● **Material provided**
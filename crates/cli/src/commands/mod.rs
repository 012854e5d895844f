//! Command implementations.

mod info;
mod run;
mod subscribe;
mod validate;

pub use info::run_info;
pub use run::run_broadcaster;
pub use subscribe::run_subscribe;
pub use validate::run_validate;

use std::path::Path;

use contracts::BroadcasterBlueprint;

use crate::error::{CliError, Result};

/// Load and validate a configuration file
fn load_blueprint(path: &Path) -> Result<BroadcasterBlueprint> {
    if !path.exists() {
        return Err(CliError::config_not_found(path.display().to_string()));
    }
    config_loader::ConfigLoader::load_from_path(path).map_err(CliError::Config)
}

/// `tcp://host:port` for every endpoint of the configuration
fn endpoint_urls(blueprint: &BroadcasterBlueprint) -> Vec<String> {
    let host = blueprint.publisher.bind_host;
    blueprint
        .publisher
        .endpoint_ports()
        .into_iter()
        .map(|port| format!("tcp://{}:{}", host, port))
        .collect()
}

#[cfg(test)]
mod tests {
    use super::*;
    use std::io::Write;

    #[test]
    fn test_load_missing_file() {
        let err = load_blueprint(Path::new("/nonexistent/broadcaster.toml")).unwrap_err();
        assert!(matches!(err, CliError::ConfigNotFound { .. }));
    }

    #[test]
    fn test_load_and_list_endpoints() {
        let mut file = tempfile::Builder::new().suffix(".toml").tempfile().unwrap();
        writeln!(
            file,
            "[publisher]\ntopic = \"cam1\"\nbase_port = 9000\nduplication = 2\nbind_host = \"127.0.0.1\""
        )
        .unwrap();

        let blueprint = load_blueprint(file.path()).unwrap();
        assert_eq!(
            endpoint_urls(&blueprint),
            vec!["tcp://127.0.0.1:9000", "tcp://127.0.0.1:9001"]
        );
    }

    #[test]
    fn test_load_invalid_config() {
        let mut file = tempfile::Builder::new().suffix(".toml").tempfile().unwrap();
        writeln!(file, "[publisher]\ntopic = \"\"\nbase_port = 9000").unwrap();

        let err = load_blueprint(file.path()).unwrap_err();
        assert!(matches!(err, CliError::Config(_)), "got: {err}");
    }
}
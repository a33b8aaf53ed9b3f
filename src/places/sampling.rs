//! Deterministic capping of oversized place lists.
//!
//! Truncating an alphabetical list keeps "Aaaville" and drops "Zurich". Instead
//! we seed the output with the country's popular cities, then deal the rest
//! out of per-letter buckets round-robin until the limit is reached.

use std::collections::{HashSet, VecDeque};

use super::aliases::{canonical_of, normalize};
use super::policy;

/// 26 letters plus `#` for everything else.
const BUCKETS: usize = 27;

/// Shortest popular-city prefix we accept when the input name is the shorter one.
const MIN_REVERSE_PREFIX: usize = 4;

/// Deduplicate (case/diacritic-insensitive) and sort case-insensitively.
/// The first spelling seen for a key is kept.
pub fn dedupe_sorted<I, S>(items: I) -> Vec<String>
where
    I: IntoIterator<Item = S>,
    S: Into<String>,
{
    let mut seen = HashSet::new();
    let mut out: Vec<(String, String)> = Vec::new();
    for item in items {
        let item: String = item.into();
        let trimmed = item.trim();
        if trimmed.is_empty() {
            continue;
        }
        let key = normalize(trimmed);
        if seen.insert(key.clone()) {
            out.push((key, trimmed.to_string()));
        }
    }
    out.sort();
    out.into_iter().map(|(_, name)| name).collect()
}

/// Cap `items` to `limit` using the popular-city list of `country_name`.
pub fn cap_country(country_name: &str, items: &[String], limit: usize) -> Vec<String> {
    let country = canonical_of(country_name);
    cap_to_limit(policy::popular_cities(&country), items, limit)
}

/// Reduce `items` to at most `limit` entries, keeping popular places and
/// spreading the remainder across starting letters.
pub fn cap_to_limit(popular: &[&str], items: &[String], limit: usize) -> Vec<String> {
    let sorted = dedupe_sorted(items.iter().cloned());
    if sorted.len() <= limit {
        return sorted;
    }

    let keys: Vec<String> = sorted.iter().map(|s| normalize(s)).collect();
    let mut taken = vec![false; sorted.len()];
    let mut seeds: Vec<String> = Vec::new();

    for name in popular {
        match fuzzy_match(name, &keys) {
            Some(i) => {
                if !taken[i] {
                    taken[i] = true;
                    seeds.push(sorted[i].clone());
                }
            }
            None => seeds.push(name.to_string()),
        }
    }
    let mut seeds = dedupe_sorted(seeds);
    if seeds.len() >= limit {
        seeds.truncate(limit);
        return seeds;
    }

    let mut buckets: Vec<VecDeque<&String>> = vec![VecDeque::new(); BUCKETS];
    for (i, name) in sorted.iter().enumerate() {
        if !taken[i] {
            buckets[bucket_index(&keys[i])].push_back(name);
        }
    }

    let mut out = seeds;
    'rounds: loop {
        let mut progressed = false;
        for bucket in buckets.iter_mut() {
            if out.len() >= limit {
                break 'rounds;
            }
            if let Some(name) = bucket.pop_front() {
                out.push(name.clone());
                progressed = true;
            }
        }
        if !progressed {
            break;
        }
    }

    let mut out = dedupe_sorted(out);
    out.truncate(limit);
    out
}

/// A–Z map to 0–25; anything else goes to the `#` bucket last.
fn bucket_index(key: &str) -> usize {
    match key.chars().next() {
        Some(c) if c.is_ascii_lowercase() => (c as u8 - b'a') as usize,
        _ => BUCKETS - 1,
    }
}

/// Index of the best input entry for a popular name, in order of preference:
/// exact, input starts with popular, popular starts with input, input
/// contains popular. Within a class the first alphabetical entry wins.
fn fuzzy_match(popular: &str, keys: &[String]) -> Option<usize> {
    let p = normalize(popular);
    if p.is_empty() {
        return None;
    }
    keys.iter()
        .position(|k| *k == p)
        .or_else(|| keys.iter().position(|k| k.starts_with(&p)))
        .or_else(|| {
            keys.iter()
                .position(|k| k.chars().count() >= MIN_REVERSE_PREFIX && p.starts_with(k.as_str()))
        })
        .or_else(|| keys.iter().position(|k| k.contains(&p)))
}

#[cfg(test)]
mod tests {
    use super::*;

    fn names(prefixes: &str, per_letter: usize) -> Vec<String> {
        prefixes
            .chars()
            .flat_map(|c| (0..per_letter).map(move |i| format!("{}town {:03}", c, i)))
            .collect()
    }

    fn distinct_letters(items: &[String]) -> usize {
        items
            .iter()
            .filter_map(|s| normalize(s).chars().next())
            .collect::<HashSet<_>>()
            .len()
    }

    #[test]
    fn test_dedupe_sorted_case_and_diacritics() {
        let out = dedupe_sorted(["zürich", "Zurich", "amsterdam", " Bern ", "", "ZÜRICH"]);
        assert_eq!(out, vec!["amsterdam", "Bern", "zürich"]);
    }

    #[test]
    fn test_under_limit_unchanged() {
        let items: Vec<String> = vec!["Oslo".into(), "Bergen".into(), "oslo".into()];
        assert_eq!(cap_to_limit(&[], &items, 10), vec!["Bergen", "Oslo"]);
    }

    #[test]
    fn test_cap_respects_limit() {
        let items = names("ABCDEFGHIJKLMNOPQRSTUVWXYZ", 20);
        for limit in [0, 1, 7, 26, 50, 100, 519] {
            assert!(cap_to_limit(&[], &items, limit).len() <= limit);
        }
        assert_eq!(cap_to_limit(&[], &items, 100).len(), 100);
    }

    #[test]
    fn test_alphabetic_diversity() {
        // Heavily skewed towards A.
        let mut items = names("A", 400);
        items.extend(names("BCDEFGHIJKLMNOPQRSTUVWXYZ", 3));
        let out = cap_to_limit(&[], &items, 100);
        assert_eq!(out.len(), 100);
        assert!(distinct_letters(&out) >= 25);
    }

    #[test]
    fn test_hash_bucket_included() {
        let mut items = names("AB", 50);
        items.push("'s-Hertogenbosch".into());
        items.push("6th of October City".into());
        let out = cap_to_limit(&[], &items, 10);
        assert!(out.contains(&"'s-Hertogenbosch".to_string()));
        assert!(out.contains(&"6th of October City".to_string()));
    }

    #[test]
    fn test_popular_seed_kept() {
        let mut items = names("ABCDEFGHIJKLMNOPQRSTUVWXYZ", 10);
        items.push("Zurich".into());
        let out = cap_to_limit(&["Zürich"], &items, 30);
        assert!(out.contains(&"Zurich".to_string()));
    }

    #[test]
    fn test_popular_injected_when_absent() {
        let items = names("ABCDEFGH", 20);
        let out = cap_to_limit(&["Reykjavík"], &items, 20);
        assert_eq!(out.len(), 20);
        assert!(out.contains(&"Reykjavík".to_string()));
    }

    #[test]
    fn test_popular_prefix_match() {
        let mut items = names("BCD", 30);
        items.push("New York City".into());
        items.push("New Yorker Mills".into());
        let out = cap_to_limit(&["New York"], &items, 5);
        assert!(out.contains(&"New York City".to_string()));
        assert!(!out.contains(&"New York".to_string()));
    }

    #[test]
    fn test_seeds_exceeding_limit_truncate_alphabetically() {
        let items = names("ABC", 30);
        let out = cap_to_limit(&["Zeta", "Alpha", "Mu", "Beta"], &items, 2);
        assert_eq!(out, vec!["Alpha", "Beta"]);
    }

    #[test]
    fn test_deterministic() {
        let items = names("QWERTYUIOP", 17);
        assert_eq!(cap_to_limit(&["Quito"], &items, 33), cap_to_limit(&["Quito"], &items, 33));
    }

    #[test]
    fn test_output_sorted() {
        let items = names("ZYXWVU", 30);
        let out = cap_to_limit(&[], &items, 40);
        let mut sorted = out.clone();
        sorted.sort_by_key(|s| normalize(s));
        assert_eq!(out, sorted);
    }

    #[test]
    fn test_bucket_index() {
        assert_eq!(bucket_index("amsterdam"), 0);
        assert_eq!(bucket_index("zurich"), 25);
        assert_eq!(bucket_index("'s-hertogenbosch"), 26);
        assert_eq!(bucket_index("ılgın"), 26);
        assert_eq!(bucket_index(""), 26);
    }
}
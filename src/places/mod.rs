//! Place-list resolution for country pickers.
//!
//! Turns any spelling of a country into a bounded, sorted list of its cities
//! or administrative divisions, drawing on policy tables, a versioned cache
//! and a chain of bundled, on-disk and remote sources.

pub mod aliases;
pub mod cache;
pub mod policy;
pub mod protocol;
pub mod providers;
pub mod resolver;
pub mod sampling;
pub mod types;

pub use aliases::{canonical_of, flag_code_for, is_likely_island, normalize, variants_of};
pub use cache::{CacheStore, FileStore, MemoryStore, PlaceCache};
pub use protocol::{race_variants, PlaceSelection, RequestSession, RequestToken};
pub use providers::{RemoteLookup, SourceAdapter};
pub use resolver::PlaceResolver;
pub use sampling::{cap_country, cap_to_limit};
pub use types::{CanonicalCountry, PlaceError, PlaceKind, ResolutionResult};
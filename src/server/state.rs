use crate::places::PlaceResolver;

pub struct AppState {
    pub resolver: PlaceResolver,
}
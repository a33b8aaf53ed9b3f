//! Consumer-side protocol for selections that change faster than they resolve.
//!
//! Each selection gets a [`RequestToken`] from a [`RequestSession`]. A result
//! is applied only while its token is still the latest one issued; anything
//! that settles later is dropped. Engines check the token between tiers and
//! abandon work as soon as it goes stale.

use std::cmp::Ordering as CmpOrdering;
use std::future::Future;
use std::sync::atomic::{AtomicU64, Ordering};
use std::sync::{Arc, Mutex};
use std::time::Duration;
use tokio::task::JoinSet;

use super::resolver::PlaceResolver;
use super::types::{ResolutionResult, Result};

/// Issues strictly increasing tokens for one consumer.
#[derive(Debug, Clone, Default)]
pub struct RequestSession {
    latest: Arc<AtomicU64>,
}

impl RequestSession {
    pub fn new() -> Self {
        Self::default()
    }

    /// Start a new request; every earlier token becomes stale.
    pub fn issue(&self) -> RequestToken {
        let id = self.latest.fetch_add(1, Ordering::SeqCst) + 1;
        RequestToken {
            id,
            latest: Arc::clone(&self.latest),
        }
    }

    /// Invalidate every outstanding token without starting a new request.
    pub fn cancel(&self) {
        self.latest.fetch_add(1, Ordering::SeqCst);
    }

    pub fn latest(&self) -> u64 {
        self.latest.load(Ordering::SeqCst)
    }

    /// Hand back `value` only if `token` is still this session's latest.
    pub fn settle<T>(&self, token: &RequestToken, value: T) -> Option<T> {
        if Arc::ptr_eq(&self.latest, &token.latest) && token.is_current() {
            Some(value)
        } else {
            None
        }
    }
}

/// Opaque, monotonically increasing request identifier.
#[derive(Debug, Clone)]
pub struct RequestToken {
    id: u64,
    latest: Arc<AtomicU64>,
}

impl RequestToken {
    pub fn id(&self) -> u64 {
        self.id
    }

    pub fn is_current(&self) -> bool {
        self.latest.load(Ordering::SeqCst) == self.id
    }
}

impl PartialEq for RequestToken {
    fn eq(&self, other: &Self) -> bool {
        self.id == other.id
    }
}

impl Eq for RequestToken {}

impl PartialOrd for RequestToken {
    fn partial_cmp(&self, other: &Self) -> Option<CmpOrdering> {
        Some(self.cmp(other))
    }
}

impl Ord for RequestToken {
    fn cmp(&self, other: &Self) -> CmpOrdering {
        self.id.cmp(&other.id)
    }
}

/// What a [`PlaceSelection`] currently shows.
#[derive(Debug, Clone, PartialEq, Eq)]
pub struct AppliedSelection {
    pub country: String,
    pub token: u64,
    pub result: ResolutionResult,
}

/// A consumer holding one country selection and its place list.
#[derive(Debug, Default)]
pub struct PlaceSelection {
    session: RequestSession,
    state: Mutex<Option<AppliedSelection>>,
}

impl PlaceSelection {
    pub fn new() -> Self {
        Self::default()
    }

    /// Select a country. Returns `true` if this call's result was applied.
    pub async fn select(&self, resolver: &PlaceResolver, country: &str) -> bool {
        let token = {
            let mut state = match self.state.lock() {
                Ok(s) => s,
                Err(_) => return false,
            };
            *state = None;
            self.session.issue()
        };

        let result = match resolver.resolve_places_for(country, &token).await {
            Ok(result) => result,
            Err(e) => {
                tracing::debug!(country, token = token.id(), error = %e, "selection abandoned");
                return false;
            }
        };

        let mut state = match self.state.lock() {
            Ok(s) => s,
            Err(_) => return false,
        };
        match self.session.settle(&token, result) {
            Some(result) => {
                *state = Some(AppliedSelection {
                    country: country.to_string(),
                    token: token.id(),
                    result,
                });
                true
            }
            None => {
                tracing::debug!(country, token = token.id(), "discarding stale result");
                false
            }
        }
    }

    /// Clear the selection and drop any in-flight result.
    pub fn clear(&self) {
        if let Ok(mut state) = self.state.lock() {
            self.session.cancel();
            *state = None;
        }
    }

    pub fn current(&self) -> Option<AppliedSelection> {
        self.state.lock().ok().and_then(|s| s.clone())
    }

    pub fn session(&self) -> &RequestSession {
        &self.session
    }
}

/// Try every spelling at once; the first non-empty answer wins and the rest
/// are aborted. Each attempt gets its own timeout. `None` if all fail.
pub async fn race_variants<F, Fut>(
    variants: &[String],
    per_attempt: Duration,
    lookup: F,
) -> Option<(String, Vec<String>)>
where
    F: Fn(String) -> Fut,
    Fut: Future<Output = Result<Vec<String>>> + Send + 'static,
{
    let mut attempts = JoinSet::new();
    for variant in variants {
        let name = variant.clone();
        let fut = lookup(variant.clone());
        attempts.spawn(async move { (name, tokio::time::timeout(per_attempt, fut).await) });
    }

    while let Some(joined) = attempts.join_next().await {
        match joined {
            Ok((name, Ok(Ok(items)))) if !items.is_empty() => {
                attempts.abort_all();
                return Some((name, items));
            }
            Ok((name, Ok(Ok(_)))) => tracing::debug!(variant = %name, "empty answer"),
            Ok((name, Ok(Err(e)))) => tracing::debug!(variant = %name, error = %e, "attempt failed"),
            Ok((name, Err(_))) => tracing::debug!(variant = %name, "attempt timed out"),
            Err(e) => tracing::debug!(error = %e, "attempt task failed"),
        }
    }
    None
}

● **Task statement**
Your answer should be the lines above, from the line containing "9000\nduplication = 2\nbind_host" up to and including the line containing "for everything else.", reproduced exactly and with nothing else.

● **Exercise result**
            "[publisher]\ntopic = \"cam1\"\nbase_port = 9000\nduplication = 2\nbind_host = \"127.0.0.1\""
        )
        .unwrap();

        let blueprint = load_blueprint(file.path()).unwrap();
        assert_eq!(
            endpoint_urls(&blueprint),
            vec!["tcp://127.0.0.1:9000", "tcp://127.0.0.1:9001"]
        );
    }

    #[test]
    fn test_load_invalid_config() {
        let mut file = tempfile::Builder::new().suffix(".toml").tempfile().unwrap();
        writeln!(file, "[publisher]\ntopic = \"\"\nbase_port = 9000").unwrap();

        let err = load_blueprint(file.path()).unwrap_err();
        assert!(matches!(err, CliError::Config(_)), "got: {err}");
    }
}
repository a33b8aaf53ed9b3f
filename src/places/sampling.rs
//! Deterministic capping of oversized place lists.
//!
//! Truncating an alphabetical list keeps "Aaaville" and drops "Zurich". Instead
//! we seed the output with the country's popular cities, then deal the rest
//! out of per-letter buckets round-robin until the limit is reached.

use std::collections::{HashSet, VecDeque};

use super::aliases::{canonical_of, normalize};
use super::policy;

/// 26 letters plus `#` for everything else.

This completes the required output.